Published online Aug 8, 2012. doi: 10.5409/wjcp.v1.i2.3
Revised: July 31, 2012
Accepted: August 5, 2012
Published online: August 8, 2012
Just like children are not small adults, pediatric studies are not just subgroup-adult studies. Clinical pharmacology aims to predict these effects based on drug, population and/or patient-specific pharmacokinetics (concentration-time profiles) and -dynamics (concentration-effect profile). The most essential characteristics of childhood are growth and maturation. Both phenomena are most prominent during infancy making the claim that “an infant is not just a small child” as relevant compared to the paradigm that “a child is not just a small adult”. From a clinical pharmacology perspective, the consequence of such a dynamic setting is extensive variability throughout childhood in both the pharmacokinetics and pharmacodynamics. Trial design probably has impact on recruitment to an even greater extent compared to adult studies. In general, if a study is designed well, with a clear clinical question with which parents and children can identify, they are likely to consider participation.
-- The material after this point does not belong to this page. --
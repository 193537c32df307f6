mod machine;

pub use machine::{
    transition, AnimationState, DuckEffect, DuckEvent, DuckMachine, DuckState, DuckTimer, Sequence,
};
Open communication with all stakeholders involved will most likely result in ethically correct, practically feasible, scientifically sound, and economical reasonable studies to provide children with the appropriate treatment. From an academic perspective, feasibility, relevance, applicability and costs of clinical pharmacological studies in children can be significantly improved by new sampling concepts (e.g., saliva, urine, dried spot blood) and the systematic introduction of already known information into the trial design through model based pediatric drug development, that mainly affect feasibility of pharmacokinetic studies. In contrast, for the pharmacodynamic part of pediatric studies, development and validation of population specific biomarkers or robust outcome variables is urgently needed.